Exercise requirements » Pull each line containing "RwLock" from the data.

Data for this exercise »
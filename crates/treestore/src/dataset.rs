use std::fmt::Debug;
use std::sync::Arc;

use crate::datatype::DataType;
use crate::errors::Result;
use crate::scalar::ScalarValue;

/// A single typed column of a tree.
#[derive(Debug, Clone, PartialEq, Eq)]
pub struct Branch {
    pub name: String,
    pub datatype: DataType,
}

impl Branch {
    pub fn new(name: impl Into<String>, datatype: DataType) -> Self {
        Branch {
            name: name.into(),
            datatype,
        }
    }
}

/// An open dataset.
///
/// The name is the stable identity of the dataset, two handles with the same
/// name refer to the same backing store.
pub trait Dataset: Debug + Sync + Send {
    fn name(&self) -> &str;

    /// Keys of all objects in the dataset.
    fn keys(&self) -> Vec<String>;

    /// Get an object by key.
    fn get(&self, key: &str) -> Result<DatasetObject>;

    /// Close the dataset, releasing the backing store.
    ///
    /// Closing an already closed dataset errors.
    fn close(&self) -> Result<()>;

    fn is_closed(&self) -> bool;
}

/// An object stored in a dataset.
#[derive(Debug, Clone)]
pub enum DatasetObject {
    Tree(Arc<dyn Tree>),
    /// Some object that isn't a tree (histograms, graphs, ...).
    Other { name: String, class: String },
}

impl DatasetObject {
    pub fn name(&self) -> &str {
        match self {
            DatasetObject::Tree(tree) => tree.name(),
            DatasetObject::Other { name, .. } => name,
        }
    }

    pub fn try_into_tree(self) -> Option<Arc<dyn Tree>> {
        match self {
            DatasetObject::Tree(tree) => Some(tree),
            DatasetObject::Other { .. } => None,
        }
    }
}

/// Columnar row storage.
pub trait Tree: Debug + Sync + Send {
    fn name(&self) -> &str;

    /// Number of entries (rows).
    fn entries(&self) -> u64;

    /// Branches in schema order.
    fn branches(&self) -> &[Branch];

    fn branch(&self, name: &str) -> Option<&Branch> {
        self.branches().iter().find(|b| b.name == name)
    }

    /// Open a scan reading exactly the given columns.
    ///
    /// Values produced by the scan are in the same order as `columns`. Errors
    /// if a column doesn't exist.
    fn scan(&self, columns: &[String]) -> Result<Box<dyn TreeScan>>;
}

/// Row by row iteration over a set of branches.
pub trait TreeScan: Debug + Send {
    /// Move to the next entry, returning false once all entries are read.
    fn advance(&mut self) -> Result<bool>;

    /// Values for the current entry, one per requested column.
    ///
    /// Only valid after `advance` returned true.
    fn current(&self) -> &[ScalarValue];

    /// Release the scan. Closing more than once is fine.
    fn close(&mut self) -> Result<()>;
}

/// Resolves dataset names to open datasets.
pub trait DatasetOpener: Debug + Sync + Send {
    fn open(&self, name: &str) -> Result<Arc<dyn Dataset>>;
}
use std::collections::HashMap;
use std::sync::Arc;
use std::sync::atomic::{AtomicBool, AtomicUsize, Ordering};

use parking_lot::{Mutex, RwLock};
use tracing::trace;

use crate::dataset::{Branch, Dataset, DatasetObject, DatasetOpener, Tree, TreeScan};
use crate::datatype::DataType;
use crate::errors::{Result, StoreError, invalid_data};
use crate::scalar::ScalarValue;

/// Values for a single branch of a memory tree.
#[derive(Debug, Clone, PartialEq)]
pub struct MemoryColumn {
    pub branch: Branch,
    pub values: Vec<ScalarValue>,
}

impl MemoryColumn {
    pub fn new(name: impl Into<String>, datatype: DataType, values: Vec<ScalarValue>) -> Self {
        MemoryColumn {
            branch: Branch::new(name, datatype),
            values,
        }
    }

    /// Create a column from native values, inferring the datatype from the
    /// first value. Empty columns must use `new`.
    pub fn from_values<T: Into<ScalarValue>>(
        name: impl Into<String>,
        values: impl IntoIterator<Item = T>,
    ) -> Result<Self> {
        let name = name.into();
        let values: Vec<ScalarValue> = values.into_iter().map(Into::into).collect();
        let datatype = values
            .first()
            .map(|v| v.datatype())
            .ok_or_else(|| invalid_data!("cannot infer datatype for empty column {name:?}"))?;
        Ok(MemoryColumn::new(name, datatype, values))
    }
}

/// A tree held entirely in memory.
///
/// Every column list passed to `scan` is recorded, which lets callers check
/// which branches were actually read.
#[derive(Debug)]
pub struct MemoryTree {
    name: String,
    entries: usize,
    branches: Vec<Branch>,
    columns: Arc<Vec<Vec<ScalarValue>>>,
    scan_requests: Mutex<Vec<Vec<String>>>,
}

impl MemoryTree {
    pub fn try_new(name: impl Into<String>, columns: Vec<MemoryColumn>) -> Result<Self> {
        let name = name.into();
        let entries = columns.first().map(|c| c.values.len()).unwrap_or(0);

        let mut branches = Vec::with_capacity(columns.len());
        let mut data = Vec::with_capacity(columns.len());

        for column in columns {
            if branches.iter().any(|b: &Branch| b.name == column.branch.name) {
                return Err(invalid_data!(
                    "duplicate branch {:?} in tree {name:?}",
                    column.branch.name
                ));
            }
            if column.values.len() != entries {
                return Err(invalid_data!(
                    "branch {:?} has {} entries, expected {entries}",
                    column.branch.name,
                    column.values.len(),
                ));
            }
            if let Some(v) = column
                .values
                .iter()
                .find(|v| v.datatype() != column.branch.datatype)
            {
                return Err(invalid_data!(
                    "branch {:?} of type {} holds value {v} of type {}",
                    column.branch.name,
                    column.branch.datatype,
                    v.datatype(),
                ));
            }

            branches.push(column.branch);
            data.push(column.values);
        }

        Ok(MemoryTree {
            name,
            entries,
            branches,
            columns: Arc::new(data),
            scan_requests: Mutex::new(Vec::new()),
        })
    }

    /// Column lists requested from this tree, in request order.
    pub fn scan_requests(&self) -> Vec<Vec<String>> {
        self.scan_requests.lock().clone()
    }
}

impl Tree for MemoryTree {
    fn name(&self) -> &str {
        &self.name
    }

    fn entries(&self) -> u64 {
        self.entries as u64
    }

    fn branches(&self) -> &[Branch] {
        &self.branches
    }

    fn scan(&self, columns: &[String]) -> Result<Box<dyn TreeScan>> {
        let indices = columns
            .iter()
            .map(|col| {
                self.branches
                    .iter()
                    .position(|b| &b.name == col)
                    .ok_or_else(|| StoreError::UnknownBranch {
                        tree: self.name.clone(),
                        branch: col.clone(),
                    })
            })
            .collect::<Result<Vec<_>>>()?;

        trace!(tree = %self.name, ?columns, "opening memory scan");
        self.scan_requests.lock().push(columns.to_vec());

        Ok(Box::new(MemoryScan {
            columns: self.columns.clone(),
            indices,
            entries: self.entries,
            next: 0,
            current: Vec::with_capacity(columns.len()),
            closed: false,
        }))
    }
}

#[derive(Debug)]
struct MemoryScan {
    columns: Arc<Vec<Vec<ScalarValue>>>,
    /// Index into `columns` for each requested column.
    indices: Vec<usize>,
    entries: usize,
    /// Next entry to read.
    next: usize,
    current: Vec<ScalarValue>,
    closed: bool,
}

impl TreeScan for MemoryScan {
    fn advance(&mut self) -> Result<bool> {
        if self.closed || self.next >= self.entries {
            return Ok(false);
        }

        self.current.clear();
        for &idx in &self.indices {
            self.current.push(self.columns[idx][self.next].clone());
        }
        self.next += 1;

        Ok(true)
    }

    fn current(&self) -> &[ScalarValue] {
        &self.current
    }

    fn close(&mut self) -> Result<()> {
        self.closed = true;
        self.current.clear();
        Ok(())
    }
}

/// A dataset held entirely in memory.
#[derive(Debug)]
pub struct MemoryDataset {
    name: String,
    objects: Vec<DatasetObject>,
    closed: AtomicBool,
}

impl MemoryDataset {
    pub fn new(name: impl Into<String>) -> Self {
        MemoryDataset {
            name: name.into(),
            objects: Vec::new(),
            closed: AtomicBool::new(false),
        }
    }

    pub fn with_tree(mut self, tree: Arc<dyn Tree>) -> Self {
        self.objects.push(DatasetObject::Tree(tree));
        self
    }

    pub fn with_object(mut self, name: impl Into<String>, class: impl Into<String>) -> Self {
        self.objects.push(DatasetObject::Other {
            name: name.into(),
            class: class.into(),
        });
        self
    }

    /// A fresh, open dataset sharing this dataset's objects.
    fn reopen(&self) -> Self {
        MemoryDataset {
            name: self.name.clone(),
            objects: self.objects.clone(),
            closed: AtomicBool::new(false),
        }
    }
}

impl Dataset for MemoryDataset {
    fn name(&self) -> &str {
        &self.name
    }

    fn keys(&self) -> Vec<String> {
        self.objects.iter().map(|o| o.name().to_string()).collect()
    }

    fn get(&self, key: &str) -> Result<DatasetObject> {
        if self.is_closed() {
            return Err(StoreError::Closed(self.name.clone()));
        }
        self.objects
            .iter()
            .find(|o| o.name() == key)
            .cloned()
            .ok_or_else(|| StoreError::NotFound {
                dataset: self.name.clone(),
                key: key.to_string(),
            })
    }

    fn close(&self) -> Result<()> {
        if self.closed.swap(true, Ordering::SeqCst) {
            return Err(StoreError::Closed(self.name.clone()));
        }
        Ok(())
    }

    fn is_closed(&self) -> bool {
        self.closed.load(Ordering::SeqCst)
    }
}

/// Opens registered in-memory datasets by name.
///
/// Every open produces a new handle onto the registered objects, the way
/// opening a file twice produces two file handles.
#[derive(Debug, Default)]
pub struct MemoryOpener {
    datasets: RwLock<HashMap<String, MemoryDataset>>,
    opens: AtomicUsize,
}

impl MemoryOpener {
    pub fn new() -> Self {
        Self::default()
    }

    pub fn register(&self, dataset: MemoryDataset) {
        self.datasets.write().insert(dataset.name.clone(), dataset);
    }

    pub fn with_dataset(self, dataset: MemoryDataset) -> Self {
        self.register(dataset);
        self
    }

    /// Total number of successful opens.
    pub fn open_count(&self) -> usize {
        self.opens.load(Ordering::SeqCst)
    }
}

impl DatasetOpener for MemoryOpener {
    fn open(&self, name: &str) -> Result<Arc<dyn Dataset>> {
        let datasets = self.datasets.read();
        let dataset = datasets
            .get(name)
            .ok_or_else(|| StoreError::UnknownDataset(name.to_string()))?;
        self.opens.fetch_add(1, Ordering::SeqCst);
        Ok(Arc::new(dataset.reopen()))
    }
}

#[cfg(test)]
mod tests {
    use super::*;

    fn test_tree() -> MemoryTree {
        MemoryTree::try_new(
            "events",
            vec![
                MemoryColumn::from_values("run", [1_i32, 1, 2]).unwrap(),
                MemoryColumn::from_values("energy", [1.5_f64, 2.5, 3.5]).unwrap(),
                MemoryColumn::from_values("label", ["a", "b", "c"]).unwrap(),
            ],
        )
        .unwrap()
    }

    #[test]
    fn scan_requested_columns_in_order() {
        let tree = test_tree();
        let mut scan = tree
            .scan(&["label".to_string(), "run".to_string()])
            .unwrap();

        let mut rows = Vec::new();
        while scan.advance().unwrap() {
            rows.push(scan.current().to_vec());
        }

        assert_eq!(
            vec![
                vec![ScalarValue::from("a"), ScalarValue::Int32(1)],
                vec![ScalarValue::from("b"), ScalarValue::Int32(1)],
                vec![ScalarValue::from("c"), ScalarValue::Int32(2)],
            ],
            rows
        );
        assert_eq!(
            vec![vec!["label".to_string(), "run".to_string()]],
            tree.scan_requests()
        );
    }

    #[test]
    fn scan_zero_columns_counts_entries() {
        let tree = test_tree();
        let mut scan = tree.scan(&[]).unwrap();
        let mut count = 0;
        while scan.advance().unwrap() {
            assert!(scan.current().is_empty());
            count += 1;
        }
        assert_eq!(3, count);
    }

    #[test]
    fn scan_unknown_branch() {
        let tree = test_tree();
        let err = tree.scan(&["missing".to_string()]).unwrap_err();
        assert!(matches!(err, StoreError::UnknownBranch { .. }));
        assert!(tree.scan_requests().is_empty());
    }

    #[test]
    fn closed_scan_stops() {
        let tree = test_tree();
        let mut scan = tree.scan(&["run".to_string()]).unwrap();
        assert!(scan.advance().unwrap());
        scan.close().unwrap();
        scan.close().unwrap();
        assert!(!scan.advance().unwrap());
    }

    #[test]
    fn mismatched_lengths() {
        let err = MemoryTree::try_new(
            "bad",
            vec![
                MemoryColumn::from_values("a", [1_i32, 2]).unwrap(),
                MemoryColumn::from_values("b", [1_i32]).unwrap(),
            ],
        )
        .unwrap_err();
        assert!(matches!(err, StoreError::InvalidData(_)));
    }

    #[test]
    fn mismatched_types() {
        let err = MemoryTree::try_new(
            "bad",
            vec![MemoryColumn::new(
                "a",
                DataType::Int32,
                vec![ScalarValue::Int32(1), ScalarValue::Int64(2)],
            )],
        )
        .unwrap_err();
        assert!(matches!(err, StoreError::InvalidData(_)));
    }

    #[test]
    fn dataset_close_twice_errors() {
        let ds = MemoryDataset::new("ds").with_tree(Arc::new(test_tree()));
        assert!(ds.get("events").is_ok());
        ds.close().unwrap();
        assert!(ds.is_closed());
        assert!(matches!(ds.close(), Err(StoreError::Closed(_))));
        assert!(matches!(ds.get("events"), Err(StoreError::Closed(_))));
    }

    #[test]
    fn opener_produces_fresh_handles() {
        let opener = MemoryOpener::new()
            .with_dataset(MemoryDataset::new("ds").with_tree(Arc::new(test_tree())));

        let a = opener.open("ds").unwrap();
        a.close().unwrap();
        let b = opener.open("ds").unwrap();
        assert!(!b.is_closed());
        assert_eq!(2, opener.open_count());

        let err = opener.open("nope").unwrap_err();
        assert!(matches!(err, StoreError::UnknownDataset(_)));
    }
}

Solution to this task »
use parking_lot::{Mutex, RwLock};
    datasets: RwLock<HashMap<String, MemoryDataset>>,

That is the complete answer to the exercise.